Вначале я не находил бы слов: некоторая тяжесть, стеснение между висками. Даже пустота. Пока мысли мобилизуются, каждая в своем углу, снаряжаются, проверяют себя, стараясь ничего не забыть, в сборном пункте пусто. Но мало-помалу растет возбуждение. Так начинались речи Мирабо. Одна мысль о толпе возвеличивает меня, дает мне силу подняться. Я опираюсь на нее. Голос мой может покрыть любое расстояние. Когда я кричал, меня слышали ясно с другой стороны долины. Мой акцент? У меня почти нет акцента. Впрочем, трудно об этом судить самому. Себя не слышишь. Собственный голос незнаком человеку. Со времени изобретения зеркала ему перестало быть незнакомо собственное лицо. Кроме того, существует фотография. Можно долго размышлять перед своим снимком. Когда-нибудь, пожалуй, будут пользоваться фонографом, как зеркалом… Нормально едва ли человек способен сам у себя заметить акцент. Наш говор это само присутствие слов у нас в уме. Их абсолютное звучание. Наша речь нам дана как предмет. И все же всякий раз как я произношу какое-нибудь слово или слог иначе, чем Жалээ, у меня создается отчетливое впечатление акцента. Перед большой толпой, особенно в народном собрании, легкий акцент, я уверен, роли не играет. Только бы интонации не звучали глупо, смешно. Беспристрастно говоря, от иных акцентов так и подмывает. Невозможно удержаться. Но мой не комичен; в худшем случае, в нем слышится крестьянская неуклюжесть, горный простор и уже южное солнце. К тому же он поддается обработке. Кто бы мог, например, догадаться теперь, откуда родом мой дядя? Акцент всего лишь предохранил его от гнусного пригородного произношения, которое мне отвратительно. Жалэз не внушит мне к нему симпатии.- В Лионе меньше чем за три года мой акцент изменился. А отец одного из товарищей, уроженец, кажется, Аверона, прослужил в Лионе двадцать лет – и люди все еще кусали себе губы, чтобы не хохотать… Я немного продрог. Всегда я ощущаю холод в ногах. Плохое кровообращение… Предпочтительно я вижу себя не перед регламентированным собранием, не перед парламентом. От компромиссов и сделок меня тошнит. Никакого нет у меня призвания к особым фокусам, выпадам ad hominem, закулисным переговорам вполголоса. И нет также желания знать поименно всех сидящих в зале. Мне нужно больше неизвестности, больше героизма. О солдаты второго года республики, о войны, эпопеи!"

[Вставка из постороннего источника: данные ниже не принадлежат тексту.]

//! Single-document view.
//!
//! Renders every category of one document record, with per-decision
//! timelines optionally coalesced.

use super::generator::{table_cell, timeline_table, truncate_snippet};
use crate::config::ReportConfig;
use anyhow::Result;
use minutes_aggregator::analysis::coalesce;
use minutes_aggregator::models::{DecisionGraph, DocumentRecord, TimelinePoint};
use serde::Serialize;

/// Find the first document whose `file` field equals `name`.
pub fn find_document<'a>(documents: &'a [DocumentRecord], name: &str) -> Option<&'a DocumentRecord> {
    documents.iter().find(|d| d.file.as_deref() == Some(name))
}

fn decision_timeline(graph: &DecisionGraph, settings: &ReportConfig) -> Vec<TimelinePoint> {
    let timeline = graph.timeline();
    if settings.coalesce_timeline {
        coalesce(&timeline)
    } else {
        timeline
    }
}

/// Generate the Markdown view of one document.
pub fn generate_document_markdown(document: &DocumentRecord, settings: &ReportConfig) -> String {
    let mut output = String::new();

    output.push_str(&format!("# Document: {}\n\n", document.display_name()));

    if let Some(ref error) = document.error {
        output.push_str(&format!("> **Extraction error:** {}\n\n", error));
    }

    output.push_str(&generate_presence_section(document));
    output.push_str(&generate_citations_section(document));
    output.push_str(&generate_stats_section(document));
    output.push_str(&generate_decisions_section(document));
    output.push_str(&generate_graphs_section(document, settings));
    output.push_str(&generate_votes_section(document, settings));

    output
}

fn generate_presence_section(document: &DocumentRecord) -> String {
    let mut section = String::from("## Presence / Absence\n\n");

    let Some(ref presence) = document.presence_absence else {
        section.push_str("Not extracted.\n\n");
        return section;
    };

    section.push_str(&format!(
        "- **All present:** {}\n",
        if presence.all_present { "yes" } else { "no" }
    ));
    if !presence.absent_list.is_empty() {
        section.push_str(&format!("- **Absent:** {}\n", presence.absent_list.join(", ")));
    }
    if !presence.all_present && !presence.exceptions.is_empty() {
        section.push_str(&format!("- **Exceptions:** {}\n", presence.exceptions.join(", ")));
    }
    section.push('\n');

    section
}

fn generate_citations_section(document: &DocumentRecord) -> String {
    let mut section = String::from("## Law Citations\n\n");

    let citations = document.law_citations();
    if citations.is_empty() {
        section.push_str("No law citation.\n\n");
        return section;
    }
    for citation in citations {
        section.push_str(&format!("- {}\n", citation));
    }
    section.push('\n');

    section
}

fn generate_stats_section(document: &DocumentRecord) -> String {
    let mut section = String::from("## Statistics\n\n");

    let Some(ref stats) = document.global_stats else {
        section.push_str("Not extracted.\n\n");
        return section;
    };

    section.push_str(&format!(
        "- **Paragraphs:** {}\n- **Words:** {}\n\n",
        stats.total_paragraphs, stats.total_words
    ));
    if !stats.speakers_global_count.is_empty() {
        section.push_str("| Speaker | Interventions |\n|:---|:---:|\n");
        for (speaker, count) in &stats.speakers_global_count {
            section.push_str(&format!("| {} | {} |\n", table_cell(speaker), count));
        }
        section.push('\n');
    }

    section
}

fn generate_decisions_section(document: &DocumentRecord) -> String {
    let mut section = String::from("## Decisions\n\n");

    let decisions = document.decisions();
    if decisions.is_empty() {
        section.push_str("No decision detected.\n\n");
        return section;
    }

    for (i, decision) in decisions.iter().enumerate() {
        section.push_str(&format!(
            "### Decision {} - {}\n\n",
            i + 1,
            decision.decision_id.as_deref().unwrap_or("???")
        ));
        section.push_str(&format!(
            "- **Rapporteur:** {}\n- **President:** {}\n",
            decision.rapporteur().unwrap_or("-"),
            decision.president().unwrap_or("-")
        ));
        if let Some(ref members) = decision.members_present {
            section.push_str(&format!("- **Members present:** {}\n", members.join(", ")));
        }
        section.push('\n');
    }

    section
}

fn generate_graphs_section(document: &DocumentRecord, settings: &ReportConfig) -> String {
    let mut section = String::from("## Decision Graphs\n\n");

    let graphs = document.decision_graphs();
    if graphs.is_empty() {
        section.push_str("No decision graph detected.\n\n");
        return section;
    }

    for (i, graph) in graphs.iter().enumerate() {
        let label = graph
            .decision_id
            .clone()
            .unwrap_or_else(|| format!("Q{}", i + 1));
        section.push_str(&format!("### Decision Graph {} - {}\n\n", i + 1, label));

        let speakers: Vec<_> = graph.speakers().into_iter().collect();
        section.push_str(&format!("- **Speakers:** {}\n\n", speakers.join(", ")));

        let timeline = decision_timeline(graph, settings);
        if !timeline.is_empty() {
            section.push_str(&timeline_table(&timeline, timeline.len(), settings.snippet_chars));
        }

        let (edges, malformed) = graph.transition_edges();
        if !edges.is_empty() {
            section.push_str("| From | To | Count |\n|:---|:---|:---:|\n");
            for (key, count) in &edges {
                section.push_str(&format!(
                    "| {} | {} | {} |\n",
                    table_cell(&key.from),
                    table_cell(&key.to),
                    count
                ));
            }
            section.push('\n');
        }
        if !malformed.is_empty() {
            section.push_str(&format!(
                "> Unreadable transition keys: {}\n\n",
                malformed.join(", ")
            ));
        }
    }

    section
}

fn generate_votes_section(document: &DocumentRecord, settings: &ReportConfig) -> String {
    let mut section = String::from("## Votes\n\n");

    let votes = document.votes();
    if votes.is_empty() {
        section.push_str("No vote detected.\n\n");
        return section;
    }

    for (i, vote) in votes.iter().enumerate() {
        section.push_str(&format!(
            "{}. **{}** {}\n",
            i + 1,
            vote.outcome(),
            truncate_snippet(vote.text.as_deref().unwrap_or(""), settings.snippet_chars)
        ));
    }
    section.push('\n');

    section
}

#[derive(Serialize)]
struct DecisionTimeline<'a> {
    #[serde(skip_serializing_if = "Option::is_none")]
    decision_id: Option<&'a str>,
    coalesced: bool,
    points: Vec<TimelinePoint>,
}

#[derive(Serialize)]
struct DocumentView<'a> {
    document: &'a DocumentRecord,
    timelines: Vec<DecisionTimeline<'a>>,
}

/// Generate the JSON view of one document: the record itself plus the
/// normalized timeline of each decision graph.
pub fn generate_document_json(document: &DocumentRecord, settings: &ReportConfig) -> Result<String> {
    let view = DocumentView {
        document,
        timelines: document
            .decision_graphs()
            .iter()
            .map(|graph| DecisionTimeline {
                decision_id: graph.decision_id.as_deref(),
                coalesced: settings.coalesce_timeline,
                points: decision_timeline(graph, settings),
            })
            .collect(),
    };

    serde_json::to_string_pretty(&view).map_err(Into::into)
}
//! Merging of per-decision speaker graphs into one global graph.

use super::aggregator::{add_counts, bump, CategoryFolder};
use crate::models::{
    DecisionGraph, DocumentRecord, GlobalDecisionGraph, TimelinePoint, TransitionKey,
};
use std::collections::{BTreeMap, BTreeSet};
use tracing::debug;

/// Accumulator for the decision-graph category.
///
/// Every timeline point receives the next global index in the order
/// documents → graphs → points. Indices are never reassigned.
#[derive(Debug, Clone, Default, PartialEq)]
pub struct GraphMerger {
    next_index: usize,
    graph_count: usize,
    points: Vec<TimelinePoint>,
    speakers: BTreeSet<String>,
    transitions: BTreeMap<TransitionKey, u64>,
    malformed_keys: usize,
}

impl GraphMerger {
    pub fn new() -> Self {
        Self::default()
    }

    pub fn graph_count(&self) -> usize {
        self.graph_count
    }

    pub fn point_count(&self) -> usize {
        self.points.len()
    }

    pub fn malformed_keys(&self) -> usize {
        self.malformed_keys
    }

    /// Summed transition weights seen so far.
    pub fn transitions(&self) -> &BTreeMap<TransitionKey, u64> {
        &self.transitions
    }

    /// Append one decision graph.
    pub fn add_graph(&mut self, graph: &DecisionGraph) {
        self.graph_count += 1;

        for entry in &graph.timeline_points {
            let point = entry.to_point(self.next_index);
            self.speakers.insert(point.speaker.clone());
            self.points.push(point);
            self.next_index += 1;
        }

        let (edges, malformed) = graph.transition_edges();
        for raw in &malformed {
            debug!(
                "Skipping malformed transition key {:?} in decision {}",
                raw,
                graph.decision_id.as_deref().unwrap_or("?")
            );
        }
        self.malformed_keys += malformed.len();

        for (key, weight) in edges {
            bump(&mut self.transitions, key, weight);
        }
    }

    /// Consume the merger into the global graph.
    pub fn into_graph(self) -> GlobalDecisionGraph {
        GlobalDecisionGraph {
            timeline_points: self.points,
            transitions: self.transitions,
            all_speakers: self.speakers.into_iter().collect(),
        }
    }
}

impl CategoryFolder for GraphMerger {
    fn fold(&mut self, document: &DocumentRecord) {
        for graph in document.decision_graphs() {
            self.add_graph(graph);
        }
    }

    /// Append `other` after `self`. Points of `other` are shifted by the
    /// number of points already held, which is the index each would have
    /// received in a single sequential fold.
    fn merge(&mut self, other: Self) {
        let offset = self.next_index;

        self.points.extend(other.points.into_iter().map(|mut point| {
            point.index += offset;
            point
        }));
        self.next_index += other.next_index;
        self.graph_count += other.graph_count;
        self.speakers.extend(other.speakers);
        add_counts(&mut self.transitions, other.transitions);
        self.malformed_keys += other.malformed_keys;
    }
}

#[cfg(test)]
mod tests {
    use super::*;
    use crate::models::TimelineEntry;

    fn entry(speaker: &str, wordcount: u64) -> TimelineEntry {
        TimelineEntry {
            speaker: Some(speaker.to_string()),
            wordcount: Some(wordcount),
            ..TimelineEntry::default()
        }
    }

    fn graph(speakers: &[&str], transitions: &[(&str, u64)]) -> DecisionGraph {
        DecisionGraph {
            decision_id: None,
            timeline_points: speakers.iter().map(|s| entry(s, 10)).collect(),
            transitions: transitions
                .iter()
                .map(|(k, v)| (k.to_string(), *v))
                .collect(),
            all_speakers: None,
        }
    }

    fn document(graphs: Vec<DecisionGraph>) -> DocumentRecord {
        DocumentRecord {
            decision_graphs: Some(graphs),
            ..DocumentRecord::default()
        }
    }

    #[test]
    fn test_points_are_indexed_across_documents() {
        let mut merger = GraphMerger::new();
        merger.fold(&document(vec![graph(&["A", "B", "C"], &[])]));
        merger.fold(&document(vec![graph(&["D", "E", "F"], &[])]));

        let global = merger.into_graph();

        assert_eq!(global.timeline_points.len(), 6);
        for (i, point) in global.timeline_points.iter().enumerate() {
            assert_eq!(point.index, i);
        }
        let order: Vec<_> = global.timeline_points.iter().map(|p| p.speaker.as_str()).collect();
        assert_eq!(order, vec!["A", "B", "C", "D", "E", "F"]);
    }

    #[test]
    fn test_upstream_indices_are_replaced() {
        let mut g = graph(&["A", "B"], &[]);
        g.timeline_points[0].index = Some(41);
        g.timeline_points[1].index = Some(42);

        let mut merger = GraphMerger::new();
        merger.fold(&document(vec![g]));

        let global = merger.into_graph();
        assert_eq!(global.timeline_points[0].index, 0);
        assert_eq!(global.timeline_points[1].index, 1);
    }

    #[test]
    fn test_transitions_are_summed_per_ordered_pair() {
        let mut merger = GraphMerger::new();
        merger.fold(&document(vec![
            graph(&["A", "B"], &[("(A,B)", 2), ("(B,A)", 1)]),
            graph(&["A", "B"], &[("(A,B)", 3)]),
        ]));

        assert_eq!(merger.transitions().get(&TransitionKey::new("A", "B")), Some(&5));
        assert_eq!(merger.transitions().get(&TransitionKey::new("B", "A")), Some(&1));
        assert_eq!(merger.graph_count(), 2);
    }

    #[test]
    fn test_malformed_keys_are_skipped() {
        let mut merger = GraphMerger::new();
        merger.fold(&document(vec![graph(
            &["A", "B"],
            &[("(A,B)", 1), ("(A)", 4), ("(A,B,C)", 9)],
        )]));

        assert_eq!(merger.transitions().len(), 1);
        assert_eq!(merger.malformed_keys(), 2);
        assert_eq!(merger.point_count(), 2);
    }

    #[test]
    fn test_missing_speaker_uses_sentinel() {
        let mut g = graph(&["A"], &[]);
        g.timeline_points.push(TimelineEntry::default());

        let mut merger = GraphMerger::new();
        merger.fold(&document(vec![g]));
        let global = merger.into_graph();

        assert_eq!(global.timeline_points[1].speaker, crate::models::UNKNOWN_SPEAKER);
        assert_eq!(global.timeline_points[1].wordcount, 0);
        assert_eq!(global.timeline_points[1].snippet, "");
        assert_eq!(global.all_speakers, vec![crate::models::UNKNOWN_SPEAKER, "A"]);
    }

    #[test]
    fn test_merge_matches_sequential_fold() {
        let first = document(vec![graph(&["A", "B"], &[("(A,B)", 1)])]);
        let second = document(vec![
            graph(&["B", "C", "A"], &[("(B,C)", 1), ("(A,B)", 2)]),
            graph(&["C"], &[]),
        ]);

        let mut sequential = GraphMerger::new();
        sequential.fold(&first);
        sequential.fold(&second);

        let mut left = GraphMerger::new();
        left.fold(&first);
        let mut right = GraphMerger::new();
        right.fold(&second);
        left.merge(right);

        assert_eq!(left, sequential);
        assert_eq!(left.next_index, 6);
    }
}
/// Analysis record for a single source document.
#[derive(Debug, Clone, Default, PartialEq, Serialize, Deserialize)]
pub struct DocumentRecord {
    /// Name of the source file the record was extracted from.
    #[serde(default, skip_serializing_if = "Option::is_none")]
    pub file: Option<String>,
    /// Error reported by the extraction step, if any.
    #[serde(default, skip_serializing_if = "Option::is_none")]
    pub error: Option<String>,
    /// Attendance of the meeting.
    #[serde(
        default,
        alias = "presenceAbsence",
        skip_serializing_if = "Option::is_none"
    )]
    pub presence_absence: Option<PresenceAbsence>,
    /// Legal references cited in the document.
    #[serde(
        default,
        alias = "law_citations",
        alias = "lawCitations",
        skip_serializing_if = "Option::is_none"
    )]
    pub advanced_law_citations: Option<Vec<String>>,
    /// Paragraph, word and speaker statistics.
    #[serde(
        default,
        alias = "globalStats",
        skip_serializing_if = "Option::is_none"
    )]
    pub global_stats: Option<GlobalStats>,
    /// Formal decisions taken during the meeting.
    #[serde(default, skip_serializing_if = "Option::is_none")]
    pub decisions: Option<Vec<Decision>>,
    /// Speaker-transition graphs, one per decision.
    #[serde(
        default,
        alias = "decisionGraphs",
        skip_serializing_if = "Option::is_none"
    )]
    pub decision_graphs: Option<Vec<DecisionGraph>>,
    /// Votes held during the meeting.
    #[serde(default, skip_serializing_if = "Option::is_none")]
    pub votes: Option<Vec<Vote>>,
}
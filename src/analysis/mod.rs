//! Aggregation engine.
//!
//! Category folders accumulate one document at a time, the graph merger
//! builds the global speaker graph, and the timeline coalescer merges
//! consecutive turns of the same speaker on demand.

pub mod aggregator;
pub mod graph;
pub mod timeline;

pub use aggregator::*;
pub use graph::GraphMerger;
pub use timeline::{coalesce, SNIPPET_DELIMITER};
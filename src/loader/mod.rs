//! Input loading and validation.
//!
//! The input is a JSON file holding a list of document records. It is
//! accepted in full or not at all: any structural problem yields an empty
//! document list so callers can render a normal "no data" state.

use crate::models::DocumentRecord;
use serde_json::Value;
use std::fs;
use std::path::{Path, PathBuf};
use thiserror::Error;
use tracing::{debug, info, warn};

/// Why an input file was rejected.
#[derive(Debug, Error)]
pub enum LoadError {
    #[error("input file not found: {}", .0.display())]
    NotFound(PathBuf),

    #[error("failed to read {}: {source}", .path.display())]
    Io {
        path: PathBuf,
        #[source]
        source: std::io::Error,
    },

    #[error("input is not valid JSON: {0}")]
    Parse(#[source] serde_json::Error),

    #[error("top-level JSON value is not a list of documents")]
    NotAList,

    #[error("document #{index} is not a JSON object")]
    NotARecord { index: usize },

    #[error("document #{index} does not match the record layout: {source}")]
    InvalidRecord {
        index: usize,
        #[source]
        source: serde_json::Error,
    },
}

/// Load the document list at `path`, or an empty list if it is unusable.
pub fn load(path: &Path) -> Vec<DocumentRecord> {
    match try_load(path) {
        Ok(documents) => {
            info!("Loaded {} documents from {}", documents.len(), path.display());
            documents
        }
        Err(e) => {
            warn!("Ignoring {}: {}", path.display(), e);
            Vec::new()
        }
    }
}

/// Load the document list at `path`, reporting why it was rejected.
pub fn try_load(path: &Path) -> Result<Vec<DocumentRecord>, LoadError> {
    if !path.exists() {
        return Err(LoadError::NotFound(path.to_path_buf()));
    }

    let content = fs::read_to_string(path).map_err(|source| LoadError::Io {
        path: path.to_path_buf(),
        source,
    })?;
    debug!("Read {} bytes from {}", content.len(), path.display());

    parse_documents(&content)
}

/// Validate and decode a document list from JSON text.
pub fn parse_documents(content: &str) -> Result<Vec<DocumentRecord>, LoadError> {
    let content = content.strip_prefix('\u{feff}').unwrap_or(content);
    let value: Value = serde_json::from_str(content).map_err(LoadError::Parse)?;

    let Value::Array(items) = value else {
        return Err(LoadError::NotAList);
    };

    items
        .into_iter()
        .enumerate()
        .map(|(index, item)| {
            if !item.is_object() {
                return Err(LoadError::NotARecord { index });
            }
            serde_json::from_value(item).map_err(|source| LoadError::InvalidRecord { index, source })
        })
        .collect()
}

#[cfg(test)]
mod tests {
    use super::*;
    use tempfile::TempDir;

    fn write_input(dir: &TempDir, content: &str) -> PathBuf {
        let path = dir.path().join("extracted.json");
        std::fs::write(&path, content).unwrap();
        path
    }

    #[test]
    fn test_load_valid_list() {
        let temp_dir = TempDir::new().unwrap();
        let path = write_input(
            &temp_dir,
            r##"[{"file": "a.txt", "decisions": [{"rapporteur": "#VEDEL"}]}, {}]"##,
        );

        let documents = load(&path);

        assert_eq!(documents.len(), 2);
        assert_eq!(documents[0].file.as_deref(), Some("a.txt"));
        assert_eq!(documents[0].decisions().len(), 1);
    }

    #[test]
    fn test_load_missing_file() {
        let temp_dir = TempDir::new().unwrap();
        let path = temp_dir.path().join("absent.json");

        assert!(load(&path).is_empty());
        assert!(matches!(try_load(&path), Err(LoadError::NotFound(_))));
    }

    #[test]
    fn test_load_invalid_json() {
        let temp_dir = TempDir::new().unwrap();
        let path = write_input(&temp_dir, "[{\"file\": ");

        assert!(load(&path).is_empty());
        assert!(matches!(try_load(&path), Err(LoadError::Parse(_))));
    }

    #[test]
    fn test_load_object_top_level() {
        let temp_dir = TempDir::new().unwrap();
        let path = write_input(&temp_dir, r#"{"file": "a.txt"}"#);

        assert!(load(&path).is_empty());
        assert!(matches!(try_load(&path), Err(LoadError::NotAList)));
    }

    #[test]
    fn test_rejects_non_object_element() {
        let result = parse_documents(r#"[{}, 42]"#);
        assert!(matches!(result, Err(LoadError::NotARecord { index: 1 })));
    }

    #[test]
    fn test_rejects_whole_input_on_bad_record() {
        let result = parse_documents(r#"[{}, {"global_stats": {"total_words": "many"}}]"#);
        assert!(matches!(result, Err(LoadError::InvalidRecord { index: 1, .. })));
    }

    #[test]
    fn test_accepts_empty_list_and_bom() {
        assert!(parse_documents("[]").unwrap().is_empty());
        assert_eq!(parse_documents("\u{feff}[{}]").unwrap().len(), 1);
    }

    #[test]
    fn test_null_presence_fields_read_as_defaults() {
        let documents = parse_documents(
            r#"[
                {"file": "a.txt", "votes": []},
                {"presence_absence": {"all_present": null, "absent_list": null, "exceptions": null}}
            ]"#,
        )
        .unwrap();

        assert_eq!(documents.len(), 2);
        let presence = documents[1].presence_absence.as_ref().unwrap();
        assert!(presence.is_empty());
    }

    #[test]
    fn test_null_stats_fields_read_as_defaults() {
        let documents = parse_documents(
            r#"[{"global_stats": {"total_paragraphs": null, "total_words": 12, "speakers_global_count": null}}]"#,
        )
        .unwrap();

        let stats = documents[0].global_stats.as_ref().unwrap();
        assert_eq!(stats.total_paragraphs, 0);
        assert_eq!(stats.total_words, 12);
        assert!(stats.speakers_global_count.is_empty());
    }

    #[test]
    fn test_null_graph_fields_read_as_defaults() {
        let documents = parse_documents(
            r#"[
                {"decision_graphs": [{"decision_id": "59-1 DC", "timeline_points": null, "transitions": null}]},
                {"file": "b.txt"}
            ]"#,
        )
        .unwrap();

        assert_eq!(documents.len(), 2);
        let graph = &documents[0].decision_graphs()[0];
        assert!(graph.timeline_points.is_empty());
        assert!(graph.transitions.is_empty());
    }

    #[test]
    fn test_ignores_unknown_modules() {
        let documents =
            parse_documents(r#"[{"questions": [{"law_citations": []}], "votes": null}]"#).unwrap();

        assert_eq!(documents.len(), 1);
        assert!(documents[0].votes().is_empty());
    }
}
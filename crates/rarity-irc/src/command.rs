//! Chat command grammar: `<nickname>: torrent <verb> <argument>`.

/// Command addressed to the bot.
#[derive(Debug, Clone, PartialEq, Eq)]
pub(crate) enum ChatCommand {
    /// Submit a `.torrent` URL.
    Add { url: String },
    /// List torrents whose names match a pattern.
    Find { pattern: String },
    /// Resume every torrent matching a pattern.
    Start { pattern: String },
    /// Pause every torrent matching a pattern.
    Stop { pattern: String },
}

impl ChatCommand {
    /// Recognise a command addressed to `nickname`.
    ///
    /// The address and verb are matched exactly; the argument is the rest of the line and may
    /// be empty, in which case `find` matches every torrent.
    pub(crate) fn parse(nickname: &str, text: &str) -> Option<Self> {
        let rest = text
            .strip_prefix(nickname)?
            .strip_prefix(": torrent ")?;
        let (verb, argument) = rest.split_once(' ')?;
        let argument = argument.to_string();
        match verb {
            "add" => Some(Self::Add { url: argument }),
            "find" => Some(Self::Find { pattern: argument }),
            "start" => Some(Self::Start { pattern: argument }),
            "stop" => Some(Self::Stop { pattern: argument }),
            _ => None,
        }
    }

    /// Short label for logs.
    pub(crate) const fn verb(&self) -> &'static str {
        match self {
            Self::Add { .. } => "add",
            Self::Find { .. } => "find",
            Self::Start { .. } => "start",
            Self::Stop { .. } => "stop",
        }
    }
}
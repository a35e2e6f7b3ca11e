//! Collaborator seams: the engine session, its torrent handles, resume persistence, and
//! metainfo fetching.

use std::sync::Arc;

use anyhow::Result;
use async_trait::async_trait;

use crate::alert::Alert;
use crate::error::TorrentResult;
use crate::info_hash::InfoHash;
use crate::metainfo::TorrentDescriptor;
use crate::model::{TorrentMetainfo, TorrentRecord, TorrentStatusView};

/// Live torrent inside an engine session.
pub trait TorrentHandle: Send + Sync {
    /// Canonical identifier.
    fn info_hash(&self) -> InfoHash;
    /// Display name.
    fn name(&self) -> String;
    /// Current transfer state.
    fn status(&self) -> TorrentStatusView;
    /// Static description.
    fn metainfo(&self) -> TorrentMetainfo;
    /// Request a pause; confirmation arrives as an alert.
    ///
    /// # Errors
    ///
    /// Returns an error if the engine rejects the request.
    fn pause(&self) -> Result<()>;
    /// Request a resume; confirmation arrives as an alert.
    ///
    /// # Errors
    ///
    /// Returns an error if the engine rejects the request.
    fn resume(&self) -> Result<()>;
    /// Request resume-data generation; the blob arrives as an alert.
    ///
    /// # Errors
    ///
    /// Returns an error if the engine rejects the request.
    fn request_resume_data(&self) -> Result<()>;

    /// Combined snapshot of both views.
    fn record(&self) -> TorrentRecord {
        TorrentRecord::from_parts(self.info_hash(), self.status(), self.metainfo())
    }
}

/// Torrent engine session: owns the live handle set and the alert queue.
pub trait EngineSession: Send + Sync {
    /// Pop the oldest pending alert without blocking.
    fn pop_alert(&self) -> Option<Alert>;
    /// Submit a parsed torrent; confirmation arrives as an alert.
    ///
    /// # Errors
    ///
    /// Returns an error if the engine refuses the torrent.
    fn submit_torrent(&self, descriptor: &TorrentDescriptor) -> Result<()>;
    /// Locate a live handle.
    fn find_handle(&self, info_hash: &InfoHash) -> Option<Arc<dyn TorrentHandle>>;
    /// All live handles.
    fn list_handles(&self) -> Vec<Arc<dyn TorrentHandle>>;
    /// Remove a torrent; confirmation arrives as an alert.
    ///
    /// # Errors
    ///
    /// Returns an error if the engine refuses the removal.
    fn remove_torrent(&self, info_hash: &InfoHash) -> Result<()>;
    /// Start DHT, optionally seeded from a persisted routing-table snapshot.
    /// Returns the number of nodes restored.
    ///
    /// # Errors
    ///
    /// Returns an error if the snapshot cannot be decoded.
    fn start_dht(&self, snapshot: Option<&[u8]>) -> Result<usize>;
    /// Serialise the current DHT routing table.
    ///
    /// # Errors
    ///
    /// Returns an error if the routing table cannot be encoded.
    fn dht_state(&self) -> Result<Vec<u8>>;
}

/// Resume-data persistence keyed by info-hash.
pub trait ResumeStateStore: Send + Sync {
    /// Write (or replace) the blob for a torrent.
    ///
    /// # Errors
    ///
    /// Returns [`crate::TorrentError::Storage`] when the backend write fails.
    fn put(&self, info_hash: &InfoHash, payload: &[u8]) -> TorrentResult<()>;
    /// Read the blob for a torrent.
    ///
    /// # Errors
    ///
    /// Returns [`crate::TorrentError::NotFound`] when nothing is stored.
    fn get(&self, info_hash: &InfoHash) -> TorrentResult<Vec<u8>>;
    /// Forget the blob for a torrent; absent entries are not an error.
    ///
    /// # Errors
    ///
    /// Returns [`crate::TorrentError::Storage`] when the backend delete fails.
    fn remove(&self, info_hash: &InfoHash) -> TorrentResult<()>;
}

/// Retrieves `.torrent` bytes from a locator.
#[async_trait]
pub trait MetainfoFetcher: Send + Sync {
    /// Fetch raw metainfo bytes.
    ///
    /// # Errors
    ///
    /// Returns [`crate::TorrentError::Transport`] on any retrieval failure.
    async fn fetch(&self, url: &str) -> TorrentResult<Vec<u8>>;
}
#![forbid(unsafe_code)]
#![deny(
    warnings,
    dead_code,
    unused,
    unused_imports,
    unused_must_use,
    unreachable_pub,
    clippy::all,
    clippy::pedantic,
    clippy::nursery,
    rustdoc::broken_intra_doc_links,
    rustdoc::bare_urls,
    missing_docs
)]

//! HTTP/JSON RPC surface over the torrent correlator.
//!
//! Layout: `http/router.rs` (`ApiServer`), `http/rpc.rs` (procedure handlers),
//! `http/health.rs` (health and Prometheus endpoints), `http/errors.rs` (problem documents),
//! `http/telemetry.rs` (per-procedure request metrics), `error.rs` (server errors).

pub mod error;
pub mod http;
mod state;

pub use error::{ApiServerError, ApiServerResult};
pub use http::router::ApiServer;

Он смотрел, как темнела среди одетых еще в пурпур монументальных построек промежуточная масса Парижа. Не о военной и солдатской эпопее он мечтал. Он вопрошал простор вокруг себя, одновременно подвижный и твердый. Расселины и уступы крыш, холмы и долины металла; трубы; новые кирпичные массивы; башня, колокольня, болото тумана. Несмотря на головокружительное различие в смысле масштаба, порядка величин, возможность для человека воздействовать на эту громаду не была непостижима. Жерфаньон смутно представлял себе, как нечто от него исходит и вонзается вдали в какую-то щель, промежуток; производит там нажим. Большие куски города приподнимаются. Вся каменная и людская кора трещит. Это видение сопровождалось чувством огромной затраты энергии.
Но не энергия играла главную роль в этом видении. И не жажда власти. А направление усилия. Не те уже были времена, когда авантюристу удавалось сколотить себе империю для своего удовольствия, для своей гордости или просто для того, чтобы дать выход своей гениальности. Жерфаньон, правда, размышлял о финансистах, о вождях промышленности, которые и теперь еще завоевывают обширные области в обществе, преследуя только эгоистические цели. Но недостаток опыта не позволял ему оценить их могущество; и он склонен был считать преувеличенными слухи о нем. Во всяком случае, ему необходима была уверенность, что их алчность не сродни его пылу.